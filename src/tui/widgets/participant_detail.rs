use ratatui::{
    layout::{Constraint, Direction, Layout, Rect},
    style::{Color, Modifier, Style},
    text::{Line, Span},
    widgets::{Block, Borders, List, ListItem, Paragraph},
    Frame,
};

use crate::models::PaceStatus;
use crate::tui::App;

pub fn draw(f: &mut Frame, app: &App, area: Rect) {
    let chunks = Layout::default()
        .direction(Direction::Vertical)
        .constraints([
            Constraint::Length(7), // Summary
            Constraint::Min(6),    // Weekly grid
            Constraint::Length(8), // Check-ins
        ])
        .split(area);

    draw_summary(f, app, chunks[0]);
    draw_weeks(f, app, chunks[1]);
    draw_checkins(f, app, chunks[2]);
}

fn draw_summary(f: &mut Frame, app: &App, area: Rect) {
    let name = app
        .selected_participant
        .as_ref()
        .map(|p| p.name.clone())
        .unwrap_or_default();

    let text = match &app.selected_report {
        Some(report) => {
            let (pace_text, pace_color) = match report.pace {
                PaceStatus::Ahead => ("Ahead", Color::Green),
                PaceStatus::OnTrack => ("On Track", Color::Cyan),
                PaceStatus::Behind => ("Behind", Color::Red),
            };

            vec![
                Line::from(vec![
                    Span::styled("Book: ", Style::default().fg(Color::Gray)),
                    Span::styled(
                        report.book.title.clone(),
                        Style::default()
                            .fg(Color::White)
                            .add_modifier(Modifier::BOLD),
                    ),
                ]),
                Line::from(vec![
                    Span::styled("Week: ", Style::default().fg(Color::Gray)),
                    Span::styled(
                        format!("{} of {}", report.current_week, report.book.duration_weeks),
                        Style::default().fg(Color::White),
                    ),
                ]),
                Line::from(vec![
                    Span::styled("Read: ", Style::default().fg(Color::Gray)),
                    Span::styled(
                        format!(
                            "{}/{} ({}%)",
                            report.summary.read_count,
                            report.summary.total_count,
                            report.summary.percentage
                        ),
                        Style::default().fg(Color::White),
                    ),
                    Span::styled("   Expected: ", Style::default().fg(Color::Gray)),
                    Span::styled(
                        format!("{}", report.expected_chapters),
                        Style::default().fg(Color::White),
                    ),
                ]),
                Line::from(vec![
                    Span::styled("Pace: ", Style::default().fg(Color::Gray)),
                    Span::styled(pace_text, Style::default().fg(pace_color)),
                ]),
            ]
        }
        None => vec![Line::from(Span::styled(
            "No active book",
            Style::default().fg(Color::DarkGray),
        ))],
    };

    let block = Block::default()
        .borders(Borders::ALL)
        .title(format!(" {} ", name))
        .title_style(Style::default().fg(Color::Cyan));

    f.render_widget(Paragraph::new(text).block(block), area);
}

fn draw_weeks(f: &mut Frame, app: &App, area: Rect) {
    let items: Vec<ListItem> = match &app.selected_report {
        Some(report) => (1..=report.book.duration_weeks)
            .map(|week| {
                let checks: Vec<&crate::db::ChapterCheck> = report
                    .chapters
                    .iter()
                    .filter(|c| c.week_number == week)
                    .collect();
                let read = checks.iter().filter(|c| c.is_read).count();
                let marks: String = checks
                    .iter()
                    .map(|c| if c.is_read { '█' } else { '░' })
                    .collect();

                let week_style = if week == report.current_week {
                    Style::default()
                        .fg(Color::Yellow)
                        .add_modifier(Modifier::BOLD)
                } else {
                    Style::default().fg(Color::White)
                };

                ListItem::new(Line::from(vec![
                    Span::styled(format!("Week {:<3}", week), week_style),
                    Span::styled(marks, Style::default().fg(Color::Green)),
                    Span::styled(
                        format!(" {}/{}", read, checks.len()),
                        Style::default().fg(Color::Gray),
                    ),
                    if week == report.current_week {
                        Span::styled("  <- now", Style::default().fg(Color::Yellow))
                    } else {
                        Span::raw("")
                    },
                ]))
            })
            .collect(),
        None => Vec::new(),
    };

    let block = Block::default()
        .borders(Borders::ALL)
        .title(" Weekly Plan ")
        .title_style(Style::default().fg(Color::Green));

    f.render_widget(List::new(items).block(block), area);
}

fn draw_checkins(f: &mut Frame, app: &App, area: Rect) {
    let items: Vec<ListItem> = app
        .selected_checkins
        .iter()
        .map(|checkin| {
            let reflection = checkin.reflection.as_deref().unwrap_or("-");
            ListItem::new(Line::from(vec![
                Span::styled(
                    format!("Week {:<3}", checkin.week_number),
                    Style::default().fg(Color::Cyan),
                ),
                Span::styled(truncate(reflection, 70), Style::default().fg(Color::White)),
            ]))
        })
        .collect();

    let block = Block::default()
        .borders(Borders::ALL)
        .title(" Check-ins ")
        .title_style(Style::default().fg(Color::Magenta));

    f.render_widget(List::new(items).block(block), area);
}

fn truncate(s: &str, max_len: usize) -> String {
    if s.len() <= max_len {
        s.to_string()
    } else {
        format!("{}...", &s[..max_len.saturating_sub(3)])
    }
}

....

(YOUR OBJECTIVE)
Return each line of the preceding material in which "PaceStatus" can be found.

(TASK RESULT)
use crate::models::PaceStatus;
                PaceStatus::Ahead => ("Ahead", Color::Green),
                PaceStatus::OnTrack => ("On Track", Color::Cyan),
                PaceStatus::Behind => ("Behind", Color::Red),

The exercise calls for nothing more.